-- How to complete this task --
Print the data again, exactly.

Saved entries:
——

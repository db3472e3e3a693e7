use crate::config::{FAST_BELOW_SECS, MEDIUM_BELOW_SECS};
use crate::WheelError;
use log::debug;
use once_cell::sync::Lazy;
use regex::Regex;

// Compiled regexes for duration parsing
static DURATION_SECS_REGEX: Lazy<Regex> = Lazy::new(|| {
    Regex::new(r"^(\d+(?:\.\d+)?|\.\d+)\s*(?:s|sec|secs|seconds)?$").expect("valid regex")
});
static DURATION_MS_REGEX: Lazy<Regex> =
    Lazy::new(|| Regex::new(r"^(\d+)\s*ms$").expect("valid regex"));

/// Trim user input into an option label.
pub fn normalize_option(input: &str) -> Result<String, WheelError> {
    let trimmed = input.trim();
    if trimmed.is_empty() {
        return Err(WheelError::EmptyOption);
    }
    Ok(trimmed.to_string())
}

/// Validate a new entry against the options already on the wheel.
/// Duplicates are exact, case-sensitive matches after trimming.
pub fn validate_new_option<S: AsRef<str>>(input: &str, existing: &[S]) -> Result<String, WheelError> {
    let option = normalize_option(input)?;
    if existing.iter().any(|o| o.as_ref() == option) {
        return Err(WheelError::DuplicateOption(option));
    }
    Ok(option)
}

/// Parse a spin duration typed by the user into seconds.
///
/// Supported formats:
/// - Plain seconds: "4.5"
/// - Seconds with a unit: "4.5s", "4.5 sec", "3 seconds"
/// - Milliseconds: "4500ms"
///
/// Range checking is left to [`crate::SpinDuration`].
pub fn parse_duration_secs(input: &str) -> Result<f64, WheelError> {
    let trimmed = input.trim().to_ascii_lowercase();
    let invalid = || WheelError::InvalidDuration(input.trim().to_string());

    if let Some(captures) = DURATION_MS_REGEX.captures(&trimmed) {
        let ms: u64 = captures[1].parse().map_err(|_| invalid())?;
        return Ok(ms as f64 / 1000.0);
    }

    if let Some(captures) = DURATION_SECS_REGEX.captures(&trimmed) {
        return captures[1].parse::<f64>().map_err(|_| invalid());
    }

    Err(invalid())
}

/// Round `value` to the nearest multiple of `step`.
pub fn snap_to_step(value: f64, step: f64) -> f64 {
    if step <= 0.0 {
        return value;
    }
    (value / step).round() * step
}

/// Human label shown under the duration slider.
pub fn speed_label(secs: f64) -> &'static str {
    if secs < FAST_BELOW_SECS {
        "Fast"
    } else if secs < MEDIUM_BELOW_SECS {
        "Medium"
    } else {
        "Slow"
    }
}

/// Format seconds with one decimal, e.g. `5.0s`.
pub fn format_secs(secs: f64) -> String {
    format!("{:.1}s", secs)
}

/// Split pasted text into candidate option labels.
///
/// Entries are separated by commas or newlines; CSV quoting lets an entry
/// contain a comma (`"Salt, pepper"`). Entries are trimmed but empty ones
/// are kept so the caller can count them.
pub fn split_option_list(text: &str) -> Vec<String> {
    let mut rdr = csv::ReaderBuilder::new()
        .has_headers(false)
        .flexible(true)
        .trim(csv::Trim::All)
        .from_reader(text.as_bytes());

    let mut out = Vec::new();
    for (i, record) in rdr.records().enumerate() {
        match record {
            Ok(record) => out.extend(record.iter().map(|field| field.to_string())),
            Err(e) => debug!("Warning: skipping unreadable record {}: {}", i + 1, e),
        }
    }
    out
}

/// Shorten a label for drawing on a wheel sector.
pub fn truncate_label(label: &str, max_chars: usize) -> String {
    if label.chars().count() <= max_chars {
        return label.to_string();
    }
    let kept: String = label.chars().take(max_chars.saturating_sub(1)).collect();
    format!("{}…", kept)
}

——

-- Result of this exercise --
repository db3472e3e3a693e7
use crate::config::{FAST_BELOW_SECS, MEDIUM_BELOW_SECS};
use crate::WheelError;
use log::debug;
use once_cell::sync::Lazy;
use regex::Regex;

// Compiled regexes for duration parsing
static DURATION_SECS_REGEX: Lazy<Regex> = Lazy::new(|| {
    Regex::new(r"^(\d+(?:\.\d+)?|\.\d+)\s*(?:s|sec|secs|seconds)?$").expect("valid regex")
});
static DURATION_MS_REGEX: Lazy<Regex> =
    Lazy::new(|| Regex::new(r"^(\d+)\s*ms$").expect("valid regex"));

/// Trim user input into an option label.
pub fn normalize_option(input: &str) -> Result<String, WheelError> {
    let trimmed = input.trim();
    if trimmed.is_empty() {
        return Err(WheelError::EmptyOption);
    }
    Ok(trimmed.to_string())
}

/// Validate a new entry against the options already on the wheel.
/// Duplicates are exact, case-sensitive matches after trimming.
pub fn validate_new_option<S: AsRef<str>>(input: &str, existing: &[S]) -> Result<String, WheelError> {
    let option = normalize_option(input)?;
    if existing.iter().any(|o| o.as_ref() == option) {
        return Err(WheelError::DuplicateOption(option));
    }
    Ok(option)
}

/// Parse a spin duration typed by the user into seconds.
///
/// Supported formats:
/// - Plain seconds: "4.5"
/// - Seconds with a unit: "4.5s", "4.5 sec", "3 seconds"
/// - Milliseconds: "4500ms"
///
/// Range checking is left to [`crate::SpinDuration`].
pub fn parse_duration_secs(input: &str) -> Result<f64, WheelError> {
    let trimmed = input.trim().to_ascii_lowercase();
    let invalid = || WheelError::InvalidDuration(input.trim().to_string());

    if let Some(captures) = DURATION_MS_REGEX.captures(&trimmed) {
        let ms: u64 = captures[1].parse().map_err(|_| invalid())?;
        return Ok(ms as f64 / 1000.0);
    }

    if let Some(captures) = DURATION_SECS_REGEX.captures(&trimmed) {
        return captures[1].parse::<f64>().map_err(|_| invalid());
    }

    Err(invalid())
}

/// Round `value` to the nearest multiple of `step`.
pub fn snap_to_step(value: f64, step: f64) -> f64 {
    if step <= 0.0 {
        return value;
    }
    (value / step).round() * step
}

/// Human label shown under the duration slider.
pub fn speed_label(secs: f64) -> &'static str {
    if secs < FAST_BELOW_SECS {
        "Fast"
    } else if secs < MEDIUM_BELOW_SECS {
        "Medium"
    } else {
        "Slow"
    }
}

/// Format seconds with one decimal, e.g. `5.0s`.
pub fn format_secs(secs: f64) -> String {
    format!("{:.1}s", secs)
}

/// Split pasted text into candidate option labels.
///
/// Entries are separated by commas or newlines; CSV quoting lets an entry
/// contain a comma (`"Salt, pepper"`). Entries are trimmed but empty ones
/// are kept so the caller can count them.
pub fn split_option_list(text: &str) -> Vec<String> {
    let mut rdr = csv::ReaderBuilder::new()
        .has_headers(false)
        .flexible(true)
        .trim(csv::Trim::All)
        .from_reader(text.as_bytes());

    let mut out = Vec::new();
    for (i, record) in rdr.records().enumerate() {
        match record {
            Ok(record) => out.extend(record.iter().map(|field| field.to_string())),
            Err(e) => debug!("Warning: skipping unreadable record {}: {}", i + 1, e),
        }
    }
    out
}

/// Shorten a label for drawing on a wheel sector.
pub fn truncate_label(label: &str, max_chars: usize) -> String {
    if label.chars().count() <= max_chars {
        return label.to_string();
    }
    let kept: String = label.chars().take(max_chars.saturating_sub(1)).collect();
    format!("{}…", kept)
}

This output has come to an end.